Fear was crucially important, he explained, because its existence was the vitally necessary degree of protection that meant that the scam merchant could guarantee he would not be exposed. Most victims ultimately came to realise that the scheme they had adopted was utterly risible, totally ridiculous and utterly laughable and that they had been conned, but then were incapable of doing anything about it. Indeed, the quicker they came to the unmistakable conclusion that they had been fooled, the better, because then the con-man could move on to the next ‘mark’, knowing he was safe from investigation.
The true expert, he said, was the con man who having successfully gulled a victim the first time, could go back and gull him again. While not an every-day occurrence, he had achieved it many times himself, using a variation on the greed and fear link, by playing on the victim’s willingness to accept that the second time around, things might get better, and that the business opportunity might just pay off. Like the inveterate gambler, the victim becomes the cause of his own downfall, and continues to try to beat the odds, sooner than admit he has been completely fooled.

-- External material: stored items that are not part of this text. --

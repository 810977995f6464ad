//! Inspection commands: `lex`, `parse` and `braces`.

use std::io::Write;

use asf_analysis::analyze;
use asf_lexer::tokenize;
use asf_parse::parse;
use serde::Serialize;

use crate::{CliError, Options, Outcome, OutputFormat};

#[derive(Serialize)]
struct TokenRecord<'src> {
    #[serde(flatten)]
    info: asf_ir::TokenInfo,
    text: &'src str,
}

/// Print the covering token list.
pub fn lex_to<W: Write>(source: &str, options: &Options, mut out: W) -> Result<Outcome, CliError> {
    let tokens = tokenize(source);
    match options.format {
        OutputFormat::Text => {
            writeln!(out, "{} tokens", tokens.len())?;
            for token in &tokens {
                let kind = format!("{:?}", token.kind);
                writeln!(
                    out,
                    "  {:>4}..={:<4} {kind:<18} {:?}",
                    token.start_index(),
                    token.end_index(),
                    token.text
                )?;
            }
        }
        OutputFormat::Json => {
            let records: Vec<_> = tokens
                .iter()
                .map(|token| TokenRecord {
                    info: token.info(),
                    text: token.text,
                })
                .collect();
            write_json(&mut out, &records)?;
        }
    }
    Ok(Outcome::Clean)
}

/// Print the parsed statements and any syntax errors.
pub fn parse_to<W: Write>(source: &str, options: &Options, mut out: W) -> Result<Outcome, CliError> {
    let output = parse(source);
    match options.format {
        OutputFormat::Text => {
            writeln!(out, "Assignments: {}", output.formula.assignments.len())?;
            for assignment in &output.formula.assignments {
                writeln!(
                    out,
                    "  {}..={}  {assignment}",
                    assignment.span.start_index(),
                    assignment.span.end_index()
                )?;
            }
            if output.has_errors() {
                writeln!(out, "Errors: {}", output.errors.len())?;
                for error in &output.errors {
                    writeln!(
                        out,
                        "  {}..={}  {error}",
                        error.span.start_index(),
                        error.span.end_index()
                    )?;
                }
            }
        }
        OutputFormat::Json => {
            let assignments: Vec<_> = output
                .formula
                .assignments
                .iter()
                .map(|a| {
                    serde_json::json!({
                        "identifier": a.identifier.name,
                        "expression": a.expression.to_string(),
                        "start_index": a.span.start_index(),
                        "end_index": a.span.end_index(),
                    })
                })
                .collect();
            let errors: Vec<_> = output
                .errors
                .iter()
                .map(|e| {
                    serde_json::json!({
                        "message": e.message,
                        "start_index": e.span.start_index(),
                        "end_index": e.span.end_index(),
                    })
                })
                .collect();
            let value = serde_json::json!({ "assignments": assignments, "errors": errors });
            write_json(&mut out, &value)?;
        }
    }
    Ok(if output.has_errors() {
        Outcome::Errors
    } else {
        Outcome::Clean
    })
}

/// Print matched brace pairs using the configured strategy.
pub fn braces_to<W: Write>(source: &str, options: &Options, mut out: W) -> Result<Outcome, CliError> {
    let analysis = analyze(source, &options.analysis());
    match options.format {
        OutputFormat::Text => {
            for pair in &analysis.braces {
                writeln!(out, "{} {}", pair.left, pair.right)?;
            }
        }
        OutputFormat::Json => write_json(&mut out, &analysis.braces)?,
    }
    Ok(Outcome::Clean)
}

fn write_json<W: Write, T: Serialize + ?Sized>(out: &mut W, value: &T) -> Result<(), CliError> {
    serde_json::to_writer_pretty(&mut *out, value).map_err(std::io::Error::from)?;
    writeln!(out)?;
    Ok(())
}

This method, in his opinion, worked best in the working environment, when management could be more easily encouraged to believe that apparent failures to deliver on commitments could be explained by external circumstances such as a change in management in a client company, a purchasing policy shift, or the removal of a key business facilitator.

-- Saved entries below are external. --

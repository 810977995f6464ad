//! `asf`: check autoscale formulas from the command line.

use std::io;

use asfc::commands::{braces_to, check_file, display_name, explain_to, lex_to, parse_to, read_input};
use asfc::{init_tracing, CliError, Options, Outcome, EXIT_USAGE};

fn main() {
    init_tracing();
    let args: Vec<String> = std::env::args().collect();

    let Some(command) = args.get(1) else {
        print_usage();
        return;
    };

    match run(command, &args[2..]) {
        Ok(outcome) => std::process::exit(outcome.exit_code()),
        Err(error) => {
            eprintln!("error: {error}");
            if matches!(error, CliError::UnknownCommand(_)) {
                eprintln!();
                print_usage();
            }
            std::process::exit(EXIT_USAGE);
        }
    }
}

fn run(command: &str, rest: &[String]) -> Result<Outcome, CliError> {
    match command {
        "help" | "--help" | "-h" => {
            print_usage();
            Ok(Outcome::Clean)
        }
        "version" | "--version" | "-V" => {
            println!("asf {}", env!("CARGO_PKG_VERSION"));
            Ok(Outcome::Clean)
        }
        "explain" | "--explain" => {
            let code = rest.first().ok_or(CliError::MissingArgument {
                usage: "asf explain <code>",
            })?;
            explain_to(code, io::stdout().lock())
        }
        "check" | "lex" | "parse" | "braces" => {
            let (options, positional) = Options::parse(rest)?;
            let Some(path) = positional.first().copied() else {
                return Err(CliError::MissingArgument {
                    usage: "asf <check|lex|parse|braces> <file|-> [options]",
                });
            };
            tracing::debug!(command, path = display_name(path), "running");
            if command == "check" {
                return check_file(path, &options);
            }
            let source = read_input(path)?;
            let out = io::stdout().lock();
            match command {
                "lex" => lex_to(&source, &options, out),
                "parse" => parse_to(&source, &options, out),
                _ => braces_to(&source, &options, out),
            }
        }
        _ => Err(CliError::UnknownCommand(command.to_string())),
    }
}

fn print_usage() {
    println!("asf: autoscale formula checker");
    println!();
    println!("Usage: asf <command> [options]");
    println!();
    println!("Commands:");
    println!("  check <file|->      Report all diagnostics (exit 1 if any errors)");
    println!("  lex <file|->        Print the token list");
    println!("  parse <file|->      Print parsed assignments and syntax errors");
    println!("  braces <file|->     Print matched parenthesis offsets");
    println!("  explain <code>      Describe a diagnostic code");
    println!("  help                Show this help message");
    println!("  version             Show version information");
    println!();
    println!("Options:");
    println!("  --format=<fmt>      Output format: text (default), json");
    println!("  --color=<when>      Color: auto (default), always, never");
    println!("  --error-limit=<n>   Stop reporting after n errors (0 = unlimited)");
    println!("  --braces=<how>      Brace matching: auto (default), syntax, tokens");
    println!();
    println!("Environment:");
    println!("  ASF_LOG             Log filter, e.g. `asf_parse=trace` (falls back to RUST_LOG)");
    println!();
    println!("Examples:");
    println!("  asf check scale.asf");
    println!("  echo 'a = rand(1)' | asf check - --format=json");
    println!("  asf explain unknown-method-name");
}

Most importantly of all in the work environment, if the con artist had the ability to promote others in his own immediate team to more senior positions, or to arrange for their internal reward, then this state of affairs could be allowed to continue almost indefinitely. Someone with real ability who would not fall in with the ethic of the group and who pointed out that internal policies were wrong or damaging, had to be got rid of as quickly as possible and ridiculed or smeared to make them seem foolish or worse, disaffected. Perception of others’ ability is always more important than real proof of competence. ‘People who can’, generally do, and are usually always overlooked or. People who talk about doing, generally get more attention. As long as the con-man can keep persuading others that he and his team are hugely effective, regardless of the truth, then more and more non-connected individuals would, when observing the almost inexorable rise of his direct reports, assume that they must be doing something special, if only to justify the realisation of their promotion or recognition...
Eventually, I had to give up on him. No-one wanted to give evidence against him, in fact, there were very rarely any complainants, despite the large number of people I suspected he had scammed. He died a very rich man.
When I heard he was ill and in hospital, I went to see him. I have to admit that I had become very fond of the old rogue, as his refreshing openness about himself and his incorrigible ways was almost addictive. Sitting by his bed, I asked him;
‘Is there anyone you couldn’t con’?
He smiled, and patting my arm he said;
‘Of course there is, you can’t con an honest man!’
But then he smiled even wider and said;
‘Of course, there aren’t too many of them around!’